*Aim of the exercise*
Everything from the line with "let s = path.to_string_lossy();" to the last line of the material below is what to reproduce, exactly and with no other lines.

*Records to use*

==*==

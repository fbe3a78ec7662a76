//! stint migration binary.
//!
//! Reads `config.toml` (or the path given with `--config`), opens the
//! SQLite store, and runs one staging batch through the validation
//! pipeline. Exits nonzero on any infrastructure failure; validation
//! failures are recorded in the store's failure log and do not fail the
//! run.

use std::path::{Path, PathBuf};

use anyhow::Context as _;
use clap::Parser;
use serde::Deserialize;
use stint_core::pipeline::run_migration;
use stint_store_sqlite::SqliteStore;
use tracing::level_filters::LevelFilter;
use tracing_subscriber::EnvFilter;

/// Runtime configuration, deserialised from `config.toml` and the
/// `STINT_*` environment.
#[derive(Deserialize, Clone)]
struct MigrateConfig {
  store_path: PathBuf,
}

#[derive(Parser)]
#[command(author, version, about = "Stint staging migration gate")]
struct Cli {
  /// Path to the TOML configuration file.
  #[arg(short, long, default_value = "config.toml")]
  config: PathBuf,

  /// Override the store path from the configuration file.
  #[arg(long)]
  store: Option<PathBuf>,
}

#[tokio::main]
async fn main() -> anyhow::Result<()> {
  // Initialise tracing.
  tracing_subscriber::fmt()
    .with_env_filter(
      EnvFilter::builder()
        .with_default_directive(LevelFilter::INFO.into())
        .from_env_lossy(),
    )
    .init();

  let cli = Cli::parse();

  // Load configuration.
  let settings = config::Config::builder()
    .add_source(config::File::from(cli.config).required(false))
    .add_source(config::Environment::with_prefix("STINT"))
    .build()
    .context("failed to read config file")?;

  let migrate_cfg: MigrateConfig = settings
    .try_deserialize()
    .context("failed to deserialise MigrateConfig")?;

  let store_path =
    expand_tilde(&cli.store.unwrap_or(migrate_cfg.store_path));

  // Open SQLite store.
  let store = SqliteStore::open(&store_path)
    .await
    .with_context(|| format!("failed to open store at {store_path:?}"))?;

  tracing::info!(store = %store_path.display(), "running migration");

  let summary = run_migration(&store).await.context("migration aborted")?;

  tracing::info!(
    employees_accepted = summary.employees_accepted,
    employees_rejected = summary.employees_rejected,
    work_times_accepted = summary.work_times_accepted,
    work_times_rejected = summary.work_times_rejected,
    diagnostics = summary.diagnostics,
    "migration complete"
  );

  Ok(())
}

/// Expand a leading `~` to the user's home directory.
fn expand_tilde(path: &Path) -> PathBuf {
  let s = path.to_string_lossy();
  if let Some(rest) = s.strip_prefix("~/")
    && let Ok(home) = std::env::var("HOME")
  {
    return PathBuf::from(home).join(rest);
  }
  path.to_path_buf()
}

==*==

*Answer*
  let s = path.to_string_lossy();
  if let Some(rest) = s.strip_prefix("~/")
    && let Ok(home) = std::env::var("HOME")
  {
    return PathBuf::from(home).join(rest);
  }
  path.to_path_buf()
}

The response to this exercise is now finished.